**EXERCISE:** Pull every line holding the string "anyhow" from the records below.

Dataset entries

──────────────────────────────

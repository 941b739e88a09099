//! Escrow result attachment: the recorded outcome of an escrow.

use karst_encoding::{Decoder, Encoder};
use serde::{Deserialize, Serialize};

use crate::error::AttachmentError;
use crate::{discriminator, AttachmentCodec};

pub const TYPE: u8 = 21;
pub const SUBTYPE: u8 = 2;

/// Attachment for an escrow result transaction.
///
/// `decision` is an enumeration byte (0 undecided, 1 release, 2 refund,
/// 3 split). Kept as a raw `u8` so unrecognized future values still decode;
/// interpretation is the ledger's concern.
#[derive(Clone, Copy, Debug, Default, PartialEq, Eq, Serialize, Deserialize)]
pub struct EscrowResultAttachment {
    pub escrow_id: u64,
    pub decision: u8,
}

impl EscrowResultAttachment {
    /// Empty attachment for building a new outgoing transaction.
    pub fn new() -> Self {
        Self::default()
    }

    pub fn decode_attachment(decoder: &mut Decoder<'_>) -> Result<Self, AttachmentError> {
        let escrow_id = decoder.read_u64()?;
        let decision = decoder.read_u8()?;
        Ok(Self {
            escrow_id,
            decision,
        })
    }
}

impl AttachmentCodec for EscrowResultAttachment {
    fn get_type(&self) -> u16 {
        discriminator(TYPE, SUBTYPE)
    }

    fn encoded_size(&self) -> usize {
        8 + 1
    }

    fn write_attachment(&self, encoder: &mut Encoder) {
        encoder.write_u64(self.escrow_id);
        encoder.write_u8(self.decision);
    }
}

#[cfg(test)]
mod tests {
    use super::*;
    use karst_encoding::CodecError;

    #[test]
    fn canonical_encoding() {
        let att = EscrowResultAttachment {
            escrow_id: 0x0102_0304_0506_0708,
            decision: 2,
        };
        let mut e = Encoder::new();
        att.write_attachment(&mut e);
        let bytes = e.into_bytes();
        assert_eq!(bytes.len(), att.encoded_size());
        assert_eq!(
            bytes,
            vec![0x08, 0x07, 0x06, 0x05, 0x04, 0x03, 0x02, 0x01, 2]
        );
    }

    #[test]
    fn roundtrip() {
        let att = EscrowResultAttachment {
            escrow_id: u64::MAX,
            decision: 0xfe, // unrecognized decision bytes still decode
        };
        let mut e = Encoder::new();
        att.write_attachment(&mut e);
        let bytes = e.into_bytes();
        let decoded = EscrowResultAttachment::decode_attachment(&mut Decoder::new(&bytes)).unwrap();
        assert_eq!(decoded, att);
    }

    #[test]
    fn missing_decision_byte_is_truncated() {
        let bytes = [0u8; 8];
        let err = EscrowResultAttachment::decode_attachment(&mut Decoder::new(&bytes)).unwrap_err();
        assert_eq!(
            err,
            AttachmentError::Codec(CodecError::Truncated {
                needed: 1,
                remaining: 0,
            })
        );
    }
}
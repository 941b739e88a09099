//! Attachment decode and registry errors.

use karst_encoding::CodecError;
use thiserror::Error;

/// Errors surfaced while decoding an attachment.
#[derive(Debug, Clone, PartialEq, Eq, Error)]
pub enum AttachmentError {
    /// Malformed bytes: truncated input or a bad length prefix.
    #[error(transparent)]
    Codec(#[from] CodecError),

    /// No variant is registered for this discriminator. The caller decides
    /// whether an unsupported transaction kind is invalid or merely unknown.
    #[error("no attachment variant registered for discriminator {discriminator}")]
    UnknownType { discriminator: u16 },
}

/// Two variants registered under the same discriminator.
///
/// This is a programming error in the variant list; the registry refuses to
/// build and the process should abort.
#[derive(Debug, Clone, PartialEq, Eq, Error)]
#[error("duplicate attachment registration for discriminator {discriminator}")]
pub struct DuplicateRegistration {
    pub discriminator: u16,
}
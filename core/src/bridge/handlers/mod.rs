//! Request handlers for the bridge endpoints

pub mod health;
pub mod proxy;

use axum::{
    http::{header, HeaderValue, StatusCode},
    response::{IntoResponse, Json, Response},
};
use serde::Serialize;

/// JSON body with `Content-Type: application/json`
pub(crate) fn json_response<T: Serialize>(status: StatusCode, body: T) -> Response {
    (status, Json(body)).into_response()
}

/// Every endpoint is open to all origins
pub(crate) fn with_cors(mut response: Response, methods: &'static str, allow_headers: bool) -> Response {
    let headers = response.headers_mut();
    headers.insert(header::ACCESS_CONTROL_ALLOW_ORIGIN, HeaderValue::from_static("*"));
    headers.insert(header::ACCESS_CONTROL_ALLOW_METHODS, HeaderValue::from_static(methods));
    if allow_headers {
        headers.insert(
            header::ACCESS_CONTROL_ALLOW_HEADERS,
            HeaderValue::from_static("Content-Type"),
        );
    }
    response
}

/// Pre-flight answer: 204 without a body
pub(crate) fn preflight() -> Response {
    StatusCode::NO_CONTENT.into_response()
}
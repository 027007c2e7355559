//! Workspace projects
//! Finds the open ABAP project, and with it the active backend destination

use async_trait::async_trait;
use serde::{Deserialize, Serialize};
use std::path::{Path, PathBuf};
use thiserror::Error;

use crate::bridge::types::Destination;

const ABAP_KIND: &str = "abap";

#[derive(Debug, Error)]
pub enum WorkspaceError {
    #[error("cannot read workspace file {path:?}: {source}")]
    Read {
        path: PathBuf,
        #[source]
        source: std::io::Error,
    },

    #[error("invalid workspace file {path:?}: {source}")]
    Parse {
        path: PathBuf,
        #[source]
        source: toml::de::Error,
    },
}

/// Project entry of the workspace file
#[derive(Debug, Clone, Serialize, Deserialize, PartialEq)]
pub struct Project {
    pub name: String,
    pub destination: String,
    #[serde(default = "default_open")]
    pub open: bool,
    #[serde(default = "default_kind")]
    pub kind: String,
}

impl Project {
    pub fn is_adt_project(&self) -> bool {
        self.open && self.kind.eq_ignore_ascii_case(ABAP_KIND)
    }
}

#[derive(Debug, Clone, Serialize, Deserialize, Default)]
pub struct WorkspaceFile {
    #[serde(default)]
    pub projects: Vec<Project>,
}

fn default_open() -> bool { true }
fn default_kind() -> String { ABAP_KIND.to_string() }

/// Source of the single active backend destination
#[async_trait]
pub trait DestinationDiscovery: Send + Sync {
    /// Current destination, or `None` when no ABAP project is open.
    /// Called once per request; implementations must not cache.
    async fn resolve_destination(&self) -> Result<Option<Destination>, WorkspaceError>;
}

/// Workspace state kept in a TOML file that other tools may rewrite at any time
pub struct Workspace {
    path: PathBuf,
}

impl Workspace {
    pub fn new(path: impl Into<PathBuf>) -> Self {
        Self { path: path.into() }
    }

    pub fn path(&self) -> &Path {
        &self.path
    }

    /// Load the workspace file; a missing file is an empty workspace
    pub async fn load(&self) -> Result<WorkspaceFile, WorkspaceError> {
        let content = match tokio::fs::read_to_string(&self.path).await {
            Ok(content) => content,
            Err(e) if e.kind() == std::io::ErrorKind::NotFound => {
                return Ok(WorkspaceFile::default());
            }
            Err(source) => {
                return Err(WorkspaceError::Read {
                    path: self.path.clone(),
                    source,
                })
            }
        };

        toml::from_str(&content).map_err(|source| WorkspaceError::Parse {
            path: self.path.clone(),
            source,
        })
    }

    pub async fn list_projects(&self) -> Result<Vec<Project>, WorkspaceError> {
        Ok(self.load().await?.projects)
    }

    /// First open ABAP project, in file order
    pub async fn find_adt_project(&self) -> Result<Option<Project>, WorkspaceError> {
        let projects = self.list_projects().await?;
        Ok(projects.into_iter().find(Project::is_adt_project))
    }
}

#[async_trait]
impl DestinationDiscovery for Workspace {
    async fn resolve_destination(&self) -> Result<Option<Destination>, WorkspaceError> {
        let project = self.find_adt_project().await?;
        Ok(project.map(|p| Destination {
            id: p.destination,
            project: p.name,
        }))
    }
}

#[cfg(test)]
mod tests {
    use super::*;

    fn workspace_with(content: &str) -> (tempfile::TempDir, Workspace) {
        let dir = tempfile::tempdir().unwrap();
        let path = dir.path().join("workspace.toml");
        std::fs::write(&path, content).unwrap();
        (dir, Workspace::new(path))
    }

    #[tokio::test]
    async fn test_missing_file_means_no_projects() {
        let dir = tempfile::tempdir().unwrap();
        let workspace = Workspace::new(dir.path().join("absent.toml"));

        assert!(workspace.list_projects().await.unwrap().is_empty());
        assert_eq!(workspace.resolve_destination().await.unwrap(), None);
    }

    #[tokio::test]
    async fn test_first_open_abap_project_wins() {
        let (_dir, workspace) = workspace_with(
            r#"
[[projects]]
name = "docs"
destination = "NONE"
kind = "general"

[[projects]]
name = "DEV_100_closed"
destination = "DEV_100"
open = false

[[projects]]
name = "QAS_200_developer_en"
destination = "QAS_200"

[[projects]]
name = "PRD_300_developer_en"
destination = "PRD_300"
"#,
        );

        let destination = workspace.resolve_destination().await.unwrap().unwrap();
        assert_eq!(destination.id, "QAS_200");
        assert_eq!(destination.project, "QAS_200_developer_en");
        assert_eq!(workspace.list_projects().await.unwrap().len(), 4);
    }

    #[tokio::test]
    async fn test_changes_are_seen_without_restart() {
        let (dir, workspace) = workspace_with("");
        assert_eq!(workspace.resolve_destination().await.unwrap(), None);

        std::fs::write(
            dir.path().join("workspace.toml"),
            "[[projects]]\nname = \"DEV\"\ndestination = \"DEV_100\"\n",
        )
        .unwrap();

        let destination = workspace.resolve_destination().await.unwrap().unwrap();
        assert_eq!(destination.id, "DEV_100");
    }

    #[tokio::test]
    async fn test_invalid_file_is_an_error() {
        let (_dir, workspace) = workspace_with("[[projects]]\nname = 42\n");
        let err = workspace.resolve_destination().await.unwrap_err();
        assert!(matches!(err, WorkspaceError::Parse { .. }));
    }
}
//! Enqueue session registry
//! Keeps one long-lived session per destination so LOCK, PUT and UNLOCK
//! issued as separate bridge calls reach the backend in the same context

use dashmap::DashMap;
use std::sync::Arc;

pub struct AffineSessions<S> {
    /// destination id -> session
    sessions: DashMap<String, Arc<S>>,
}

impl<S> AffineSessions<S> {
    pub fn new() -> Self {
        Self {
            sessions: DashMap::new(),
        }
    }

    pub fn get(&self, destination_id: &str) -> Option<Arc<S>> {
        self.sessions.get(destination_id).map(|entry| entry.value().clone())
    }

    /// Register a freshly created session. If another call registered one for
    /// the same destination in the meantime, that one is kept and returned.
    pub fn insert_or_existing(&self, destination_id: &str, session: Arc<S>) -> Arc<S> {
        self.sessions
            .entry(destination_id.to_string())
            .or_insert(session)
            .value()
            .clone()
    }

    /// Remove the session only if it is still the one registered
    pub fn remove_if_same(&self, destination_id: &str, session: &Arc<S>) -> bool {
        self.sessions
            .remove_if(destination_id, |_, current| Arc::ptr_eq(current, session))
            .is_some()
    }

    /// Drop every session, returning how many were held
    pub fn clear(&self) -> usize {
        let count = self.sessions.len();
        self.sessions.clear();
        count
    }

    pub fn len(&self) -> usize {
        self.sessions.len()
    }

    pub fn is_empty(&self) -> bool {
        self.sessions.is_empty()
    }
}

impl<S> Default for AffineSessions<S> {
    fn default() -> Self {
        Self::new()
    }
}

#[cfg(test)]
mod tests {
    use super::*;

    #[test]
    fn test_first_registration_wins() {
        let sessions = AffineSessions::new();
        let first = sessions.insert_or_existing("DEV", Arc::new("first"));
        let second = sessions.insert_or_existing("DEV", Arc::new("second"));

        assert_eq!(*first, "first");
        assert_eq!(*second, "first");
        assert_eq!(sessions.len(), 1);
        assert!(Arc::ptr_eq(&sessions.get("DEV").unwrap(), &first));
    }

    #[test]
    fn test_sessions_are_per_destination() {
        let sessions = AffineSessions::new();
        sessions.insert_or_existing("DEV", Arc::new(1));
        sessions.insert_or_existing("QAS", Arc::new(2));

        assert_eq!(*sessions.get("QAS").unwrap(), 2);
        assert!(sessions.get("PRD").is_none());

        assert_eq!(sessions.clear(), 2);
        assert!(sessions.is_empty());
    }

    #[test]
    fn test_remove_only_the_registered_session() {
        let sessions = AffineSessions::new();
        let stale = sessions.insert_or_existing("DEV", Arc::new("stale"));
        assert!(sessions.remove_if_same("DEV", &stale));
        assert!(!sessions.remove_if_same("DEV", &stale));

        let fresh = sessions.insert_or_existing("DEV", Arc::new("fresh"));
        assert!(!sessions.remove_if_same("DEV", &stale));
        assert!(Arc::ptr_eq(&sessions.get("DEV").unwrap(), &fresh));
    }
}
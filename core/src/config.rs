use serde::{Deserialize, Serialize};
use std::collections::HashMap;
use std::path::{Path, PathBuf};

/// Bridge configuration
#[derive(Debug, Clone, Serialize, Deserialize, Default)]
pub struct Config {
    #[serde(default)]
    pub server: ServerConfig,

    #[serde(default)]
    pub workspace: WorkspaceConfig,

    #[serde(default)]
    pub timeouts: TimeoutsConfig,

    #[serde(default)]
    pub logging: LoggingConfig,

    /// Backend systems keyed by destination id
    #[serde(default)]
    pub destinations: HashMap<String, DestinationConfig>,
}

#[derive(Debug, Clone, Serialize, Deserialize)]
pub struct ServerConfig {
    #[serde(default = "default_port")]
    pub port: u16,

    #[serde(default = "default_host")]
    pub host: String,

    /// Listen on all interfaces so clients inside WSL2 can reach the bridge
    #[serde(default)]
    pub allow_lan_access: bool,
}

impl Default for ServerConfig {
    fn default() -> Self {
        Self {
            port: default_port(),
            host: default_host(),
            allow_lan_access: false,
        }
    }
}

#[derive(Debug, Clone, Serialize, Deserialize)]
pub struct WorkspaceConfig {
    #[serde(default = "default_workspace_file")]
    pub file: PathBuf,
}

impl Default for WorkspaceConfig {
    fn default() -> Self {
        Self {
            file: default_workspace_file(),
        }
    }
}

#[derive(Debug, Clone, Serialize, Deserialize)]
pub struct TimeoutsConfig {
    #[serde(default = "default_request_timeout")]
    pub request_timeout: u64,

    #[serde(default = "default_connect_timeout")]
    pub connect_timeout: u64,
}

impl Default for TimeoutsConfig {
    fn default() -> Self {
        Self {
            request_timeout: default_request_timeout(),
            connect_timeout: default_connect_timeout(),
        }
    }
}

#[derive(Debug, Clone, Serialize, Deserialize)]
pub struct LoggingConfig {
    #[serde(default = "default_log_level")]
    pub level: String,
}

impl Default for LoggingConfig {
    fn default() -> Self {
        Self {
            level: default_log_level(),
        }
    }
}

/// Connection data for one ABAP backend system
#[derive(Debug, Clone, Serialize, Deserialize)]
pub struct DestinationConfig {
    /// Base URL of the system, e.g. https://host:44300
    pub url: String,

    #[serde(default)]
    pub client: Option<String>,

    #[serde(default)]
    pub language: Option<String>,

    #[serde(default)]
    pub user: Option<String>,

    #[serde(default)]
    pub password: Option<String>,

    /// When false, mutating calls never get a stateful enqueue session
    #[serde(default = "default_enqueue_sessions")]
    pub enqueue_sessions: bool,

    #[serde(default)]
    pub accept_invalid_certs: bool,
}

impl Config {
    pub fn bind_address(&self) -> &str {
        if self.server.allow_lan_access {
            "0.0.0.0"
        } else {
            &self.server.host
        }
    }
}

// Default value functions
fn default_port() -> u16 { 19456 }
fn default_host() -> String { "127.0.0.1".to_string() }
fn default_request_timeout() -> u64 { 120 }
fn default_connect_timeout() -> u64 { 20 }
fn default_log_level() -> String { "info".to_string() }
fn default_enqueue_sessions() -> bool { true }

fn config_dir() -> PathBuf {
    dirs::home_dir()
        .unwrap_or_else(|| PathBuf::from("."))
        .join(".config")
        .join("adt-bridge")
}

fn default_workspace_file() -> PathBuf {
    config_dir().join("workspace.toml")
}

/// Get default config file path
pub fn default_config_path() -> PathBuf {
    config_dir().join("config.toml")
}

/// Load config from file, or return defaults if not found.
///
/// Loading order:
/// 1. Specified path (if provided)
/// 2. ./config.toml (if exists)
/// 3. default_config_path() (usually ~/.config/adt-bridge/config.toml)
pub fn load_config(path: Option<PathBuf>) -> anyhow::Result<Config> {
    if let Some(config_path) = path {
        if config_path.exists() {
            let config = read_config(&config_path)?;
            tracing::info!("Loaded config from specified path {:?}", config_path);
            return Ok(config);
        } else {
            anyhow::bail!("Specified config file not found: {:?}", config_path);
        }
    }

    let local_config = PathBuf::from("config.toml");
    if local_config.exists() {
        match read_config(&local_config) {
            Ok(config) => {
                tracing::info!("Loaded config from current directory {:?}", local_config);
                return Ok(config);
            }
            Err(e) => {
                tracing::error!("Failed to load ./config.toml: {}. Falling back to default path.", e);
            }
        }
    }

    let default_path = default_config_path();
    if default_path.exists() {
        let config = read_config(&default_path)?;
        tracing::info!("Loaded config from default path {:?}", default_path);
        Ok(config)
    } else {
        tracing::info!("No config file found, using defaults");
        Ok(Config::default())
    }
}

fn read_config(path: &Path) -> anyhow::Result<Config> {
    let content = std::fs::read_to_string(path)?;
    let mut config: Config = toml::from_str(&content)?;
    config.workspace.file = expand_path(&config.workspace.file);
    Ok(config)
}

/// Expand ~ in path to home directory
pub fn expand_path(path: &Path) -> PathBuf {
    if let Some(path_str) = path.to_str() {
        if let Some(rest) = path_str.strip_prefix("~/") {
            if let Some(home) = dirs::home_dir() {
                return home.join(rest);
            }
        }
    }
    path.to_path_buf()
}
use adt_bridge_core::config::Config;

use super::connect;
use crate::cli::RequestArgs;

pub async fn run(config: Config, args: RequestArgs) -> anyhow::Result<()> {
    let client = connect(&config, &args.bridge).await?;

    let headers = parse_pairs(&args.headers, ':')?;
    let params = parse_pairs(&args.params, '=')?;

    let body = match (&args.body, &args.body_file) {
        (Some(body), _) => Some(body.clone()),
        (None, Some(path)) => Some(std::fs::read_to_string(path)?),
        (None, None) => None,
    };

    let envelope = client
        .send(&args.method, &args.path, &headers, &params, body.as_deref())
        .await?;

    println!("{}", serde_json::to_string_pretty(&envelope)?);

    if envelope.status >= 400 {
        anyhow::bail!("Backend answered with status {}", envelope.status);
    }
    Ok(())
}

fn parse_pairs(raw: &[String], separator: char) -> anyhow::Result<Vec<(String, String)>> {
    raw.iter()
        .map(|entry| {
            let (name, value) = entry
                .split_once(separator)
                .ok_or_else(|| anyhow::anyhow!("Expected NAME{}VALUE, got {:?}", separator, entry))?;
            Ok((name.trim().to_string(), value.trim().to_string()))
        })
        .collect()
}
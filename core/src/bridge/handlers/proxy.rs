//! Proxy handler
//! Handles POST /proxy: parse the JSON request, run it, wrap the result

use axum::{
    body::Bytes,
    extract::State,
    http::{Method, StatusCode},
    response::Response,
};
use serde_json::json;
use tracing::Instrument;

use crate::bridge::error::RequestError;
use crate::bridge::handlers::{json_response, preflight, with_cors};
use crate::bridge::server::AppState;
use crate::bridge::types::{ProxyEnvelope, ProxyRequest};

const ALLOWED_METHODS: &str = "POST, OPTIONS";

/// Handle /proxy
pub async fn handle_proxy(State(state): State<AppState>, method: Method, body: Bytes) -> Response {
    let response = match method {
        Method::OPTIONS => preflight(),
        Method::POST => proxy(state, &body).await,
        _ => json_response(
            StatusCode::METHOD_NOT_ALLOWED,
            json!({"error": "Method not allowed. Use POST."}),
        ),
    };

    with_cors(response, ALLOWED_METHODS, true)
}

async fn proxy(state: AppState, raw: &[u8]) -> Response {
    let request = match ProxyRequest::from_slice(raw) {
        Ok(request) => request,
        Err(RequestError::MissingPath) => {
            return json_response(
                StatusCode::BAD_REQUEST,
                json!({"error": RequestError::MissingPath.to_string()}),
            );
        }
        Err(e) => {
            tracing::error!("Proxy request rejected: {}", e);
            return json_response(StatusCode::OK, ProxyEnvelope::failure(e.to_string()));
        }
    };

    let request_id = uuid::Uuid::new_v4().simple().to_string();
    let span = tracing::info_span!(
        "proxy",
        request_id = %request_id,
        method = %request.method,
        path = %request.path
    );

    let result = state
        .executor
        .execute_request(&request)
        .instrument(span)
        .await;

    // Bridge failures still travel inside a 200 envelope
    let envelope = match result {
        Ok(response) => ProxyEnvelope::from(response),
        Err(e) => {
            tracing::error!(
                "Proxy request {} {} failed: {}",
                request.method,
                request.path,
                e
            );
            ProxyEnvelope::failure(e.to_string())
        }
    };

    json_response(StatusCode::OK, envelope)
}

──────────────────────────────

**OUTPUT OF THE TASK:**
pub fn load_config(path: Option<PathBuf>) -> anyhow::Result<Config> {
            anyhow::bail!("Specified config file not found: {:?}", config_path);
fn read_config(path: &Path) -> anyhow::Result<Config> {
pub async fn run(config: Config, args: RequestArgs) -> anyhow::Result<()> {
        anyhow::bail!("Backend answered with status {}", envelope.status);
fn parse_pairs(raw: &[String], separator: char) -> anyhow::Result<Vec<(String, String)>> {
                .ok_or_else(|| anyhow::anyhow!("Expected NAME{}VALUE, got {:?}", separator, entry))?;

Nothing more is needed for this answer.